* Working data
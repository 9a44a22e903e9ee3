//! Headset facade behavior against an in-memory device directory

use headset_pnp_status::error::AppError;
use headset_pnp_status::headset::{Headset, HeadsetStatus};
use headset_pnp_status::pnp::property::{
    PropertyData, BATTERY_LEVEL, IS_CONNECTED, LAST_CONNECTED_TIME,
};
use headset_pnp_status::pnp::traits::mocks::{DeviceAction, MockDevice, MockDeviceDirectory};
use headset_pnp_status::pnp::DeviceEntity;
use headset_pnp_status::settings::HeadsetConfig;
use std::time::Duration;

const HANDS_FREE: &str = "WH-1000XM4 Hands-Free AG";
const HEADPHONES: &str = "WH-1000XM4";

fn hands_free(battery: Option<u8>) -> MockDevice {
    let device = MockDevice::new(HANDS_FREE, "System");
    match battery {
        Some(level) => device.with_property(BATTERY_LEVEL, PropertyData::Byte(level)),
        None => device.with_empty_property(BATTERY_LEVEL),
    }
}

fn headphones(connected: Option<bool>) -> MockDevice {
    let device = MockDevice::new(HEADPHONES, "Bluetooth");
    match connected {
        Some(c) => device.with_property(IS_CONNECTED, PropertyData::Boolean(c)),
        None => device.with_empty_property(IS_CONNECTED),
    }
}

/// Headset with three Bluetooth sub-devices plus unrelated records
fn inventory() -> MockDeviceDirectory {
    MockDeviceDirectory::new()
        .with_device(hands_free(Some(70)))
        .with_device(headphones(Some(true)))
        .with_device(MockDevice::new("WH-1000XM4 Avrcp Transport", "Bluetooth"))
        .with_device(MockDevice::new("Headphones (WH-1000XM4)", "AudioEndpoint"))
        .with_device(MockDevice::new("WH-1000XM4 Stereo", "Bluetooth"))
        .with_device(MockDevice::new("Galaxy Buds", "Bluetooth"))
}

fn actions(directory: &MockDeviceDirectory) -> Vec<(String, DeviceAction)> {
    directory
        .calls()
        .into_iter()
        .map(|c| (c.device, c.action))
        .collect()
}

#[test]
fn test_create_with_default_patterns() {
    let directory = inventory();
    let headset = Headset::create(&directory).expect("Default patterns should resolve");

    assert_eq!(headset.hands_free().friendly_name(), HANDS_FREE);
    assert_eq!(headset.headphones().friendly_name(), HEADPHONES);
    assert_eq!(headset.battery_level(), 70);
    assert!(headset.connected().unwrap());
}

#[test]
fn test_default_patterns_match_sibling_variant() {
    let directory = MockDeviceDirectory::new()
        .with_device(MockDevice::new("WF-1000XM5 Hands-Free AG", "System"))
        .with_device(MockDevice::new("WF-1000XM5", "Bluetooth"));

    assert!(Headset::create(&directory).is_ok());
}

#[test]
fn test_missing_hands_free_short_circuits() {
    let directory = inventory();
    let result = Headset::create_by(&directory, Some("WH-9999 Hands-Free AG"), Some(HEADPHONES));

    match result {
        Err(AppError::EntityNotResolved(name)) => assert_eq!(name, "WH-9999 Hands-Free AG"),
        Err(other) => panic!("Unexpected error: {}", other),
        Ok(_) => panic!("Construction should fail"),
    }
    assert!(Headset::create_by(&directory, Some("nope"), None)
        .err()
        .map(|e| e.to_string().contains("nope"))
        .unwrap_or(false));
    // Headphones were never looked up
    assert_eq!(directory.lookups(), vec!["WH-9999 Hands-Free AG", "nope"]);
}

#[test]
fn test_missing_headphones_names_headphones() {
    let directory = inventory();
    let err = Headset::create_by(&directory, Some(HANDS_FREE), Some("WH-9999"))
        .err()
        .expect("Construction should fail");

    assert!(matches!(&err, AppError::EntityNotResolved(name) if name == "WH-9999"));
    assert!(err.to_string().contains("WH-9999"));
    assert_eq!(directory.lookups(), vec![HANDS_FREE, "WH-9999"]);
}

#[test]
fn test_ambiguous_name_fails_resolution() {
    let directory = inventory().with_device(MockDevice::new("WH-1000XM5", "Bluetooth"));
    let err = Headset::create(&directory).err().expect("Ambiguous pattern should fail");
    assert!(matches!(err, AppError::EntityNotResolved(name) if name == "W_-1000XM_"));
}

#[test]
fn test_battery_defaults_to_zero() {
    let directory = MockDeviceDirectory::new()
        .with_device(hands_free(None))
        .with_device(headphones(Some(false)));
    let headset = Headset::create(&directory).unwrap();
    assert_eq!(headset.battery_level(), 0);

    // A failed read is swallowed as well
    let failing = MockDeviceDirectory::new()
        .with_device(MockDevice::new(HANDS_FREE, "System").failing_reads())
        .with_device(headphones(Some(false)));
    let headset = Headset::create(&failing).unwrap();
    assert_eq!(headset.battery_level(), 0);
}

#[test]
fn test_connected_null_payload_is_false() {
    let directory = MockDeviceDirectory::new()
        .with_device(hands_free(Some(10)))
        .with_device(headphones(None));
    let headset = Headset::create(&directory).unwrap();

    assert!(!headset.connected().expect("Null payload is not an error"));
}

#[test]
fn test_connected_read_failure_propagates() {
    let directory = MockDeviceDirectory::new()
        .with_device(hands_free(Some(10)))
        .with_device(MockDevice::new(HEADPHONES, "Bluetooth").failing_reads());
    let headset = Headset::create(&directory).unwrap();

    assert!(matches!(headset.connected(), Err(AppError::PropertyReadFailed(_))));
    // Battery on the other persona is unaffected
    assert_eq!(headset.battery_level(), 10);
}

#[test]
fn test_last_connected_time_from_cim_string() {
    let directory = MockDeviceDirectory::new()
        .with_device(hands_free(Some(10)))
        .with_device(headphones(Some(false)).with_property(
            LAST_CONNECTED_TIME,
            PropertyData::String("20240117093015.000000+060".to_string()),
        ));
    let headset = Headset::create(&directory).unwrap();

    let at = headset.last_connected_time().expect("Timestamp should parse");
    assert_eq!(at.to_rfc3339(), "2024-01-17T08:30:15+00:00");
}

#[test]
fn test_last_connected_time_unavailable_while_connected() {
    // Property missing entirely
    let directory = inventory();
    let headset = Headset::create(&directory).unwrap();
    let err = headset.last_connected_time().err().expect("Should fail");
    assert!(matches!(err, AppError::PropertyUnavailable(_)));
    assert!(err.to_string().contains("still connected"));

    // Property present but empty
    let directory = MockDeviceDirectory::new()
        .with_device(hands_free(Some(10)))
        .with_device(headphones(Some(true)).with_empty_property(LAST_CONNECTED_TIME));
    let headset = Headset::create(&directory).unwrap();
    assert!(headset
        .last_connected_time()
        .err()
        .map(|e| e.to_string().contains("still connected"))
        .unwrap_or(false));
}

#[test]
fn test_try_connect_cycles_in_order() {
    let directory = inventory();
    let headset = Headset::create(&directory).unwrap();

    headset.try_connect().expect("Connect failed");

    let expected: Vec<(String, DeviceAction)> = [
        "WH-1000XM4",
        "WH-1000XM4 Avrcp Transport",
        "WH-1000XM4 Stereo",
    ]
    .iter()
    .flat_map(|name| {
        vec![
            (name.to_string(), DeviceAction::Disable),
            (name.to_string(), DeviceAction::Enable),
        ]
    })
    .collect();
    assert_eq!(actions(&directory), expected);
}

#[test]
fn test_try_disconnect_disables_twice_in_reverse() {
    let directory = inventory();
    let config = HeadsetConfig {
        disconnect_delay_ms: 20,
        ..HeadsetConfig::default()
    };
    let headset = Headset::create_with_config(&directory, config, None, None).unwrap();

    headset.try_disconnect().expect("Disconnect failed");

    let expected: Vec<(String, DeviceAction)> = [
        "WH-1000XM4 Stereo",
        "WH-1000XM4 Avrcp Transport",
        "WH-1000XM4",
    ]
    .iter()
    .flat_map(|name| {
        vec![
            (name.to_string(), DeviceAction::Disable),
            (name.to_string(), DeviceAction::Disable),
        ]
    })
    .collect();
    assert_eq!(actions(&directory), expected);

    // The pause sits between the two disables of each device
    let calls = directory.calls();
    for pair in calls.chunks(2) {
        assert!(pair[1].at.duration_since(pair[0].at) >= Duration::from_millis(20));
    }
}

#[test]
fn test_try_connect_aborts_on_first_failure() {
    let directory = MockDeviceDirectory::new()
        .with_device(hands_free(Some(50)))
        .with_device(headphones(Some(false)))
        .with_device(MockDevice::new("WH-1000XM4 Avrcp Transport", "Bluetooth").failing_state_changes())
        .with_device(MockDevice::new("WH-1000XM4 Stereo", "Bluetooth"));
    let headset = Headset::create(&directory).unwrap();

    let err = headset.try_connect().err().expect("Connect should fail");
    assert!(matches!(err, AppError::PrivilegeRequired(_)));
    assert!(err.to_string().contains("administrative rights"));

    // Only the first device was cycled
    assert_eq!(
        actions(&directory),
        vec![
            ("WH-1000XM4".to_string(), DeviceAction::Disable),
            ("WH-1000XM4".to_string(), DeviceAction::Enable),
        ]
    );
}

#[test]
fn test_try_disconnect_aborts_on_first_failure() {
    let directory = MockDeviceDirectory::new()
        .with_device(hands_free(Some(50)))
        .with_device(headphones(Some(true)))
        .with_device(MockDevice::new("WH-1000XM4 Avrcp Transport", "Bluetooth"))
        .with_device(MockDevice::new("WH-1000XM4 Stereo", "Bluetooth").failing_after(1));
    let config = HeadsetConfig {
        disconnect_delay_ms: 5,
        ..HeadsetConfig::default()
    };
    let headset = Headset::create_with_config(&directory, config, None, None).unwrap();

    let err = headset.try_disconnect().err().expect("Disconnect should fail");
    assert!(matches!(err, AppError::PrivilegeRequired(_)));

    // Last enumerated device goes first; its second disable failed and
    // no earlier device was touched
    assert_eq!(
        actions(&directory),
        vec![("WH-1000XM4 Stereo".to_string(), DeviceAction::Disable)]
    );
}

#[test]
fn test_try_disconnect_fails_before_any_disable() {
    let directory = MockDeviceDirectory::new()
        .with_device(hands_free(Some(50)))
        .with_device(headphones(Some(true)))
        .with_device(MockDevice::new("WH-1000XM4 Stereo", "Bluetooth").failing_state_changes());
    let headset = Headset::create(&directory).unwrap();

    assert!(headset.try_disconnect().is_err());
    assert!(directory.calls().is_empty());
}

#[test]
fn test_explicit_headphones_name_narrows_reconnect() {
    let directory = inventory();
    let headset = Headset::create_by(&directory, None, Some("WH-1000XM4 Stereo")).unwrap();

    headset.try_connect().unwrap();

    assert_eq!(
        actions(&directory),
        vec![
            ("WH-1000XM4 Stereo".to_string(), DeviceAction::Disable),
            ("WH-1000XM4 Stereo".to_string(), DeviceAction::Enable),
        ]
    );
}

#[test]
fn test_reconnect_without_matches_is_noop() {
    let directory = MockDeviceDirectory::new()
        .with_device(MockDevice::new(HANDS_FREE, "System"))
        .with_device(MockDevice::new(HEADPHONES, "AudioEndpoint"));
    let headset = Headset::create(&directory).unwrap();

    headset.try_connect().unwrap();
    headset.try_disconnect().unwrap();
    assert!(directory.calls().is_empty());
}

#[test]
fn test_pre_resolved_entities_match_name_resolution() {
    let directory = inventory();
    let resolved = Headset::create(&directory).unwrap();

    let wrapped = Headset::from_entities(
        &directory,
        directory.device(HANDS_FREE).unwrap(),
        directory.device(HEADPHONES).unwrap(),
    );

    assert_eq!(wrapped.battery_level(), resolved.battery_level());
    assert_eq!(wrapped.connected().unwrap(), resolved.connected().unwrap());
    // Wrapping performs no lookups of its own
    assert_eq!(directory.lookups().len(), 2);
}

#[test]
fn test_status_snapshot() {
    let directory = inventory();
    let headset = Headset::create(&directory).unwrap();

    let status = HeadsetStatus::read(&headset).unwrap();
    assert_eq!(status.battery_level, 70);
    assert!(status.connected);
    assert!(status.last_connected.is_none());

    let json = serde_json::to_value(&status).unwrap();
    assert_eq!(json["battery_level"], 70);
    assert_eq!(json["headphones"], HEADPHONES);
    assert!(json["last_connected"].is_null());
    assert!(status.to_string().contains("Battery:        70%"));
}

* What you are asked to do
Return, from the material above, every line with the word "EntityNotResolved".

* Task solution
        Err(AppError::EntityNotResolved(name)) => assert_eq!(name, "WH-9999 Hands-Free AG"),
    assert!(matches!(&err, AppError::EntityNotResolved(name) if name == "WH-9999"));
    assert!(matches!(err, AppError::EntityNotResolved(name) if name == "W_-1000XM_"));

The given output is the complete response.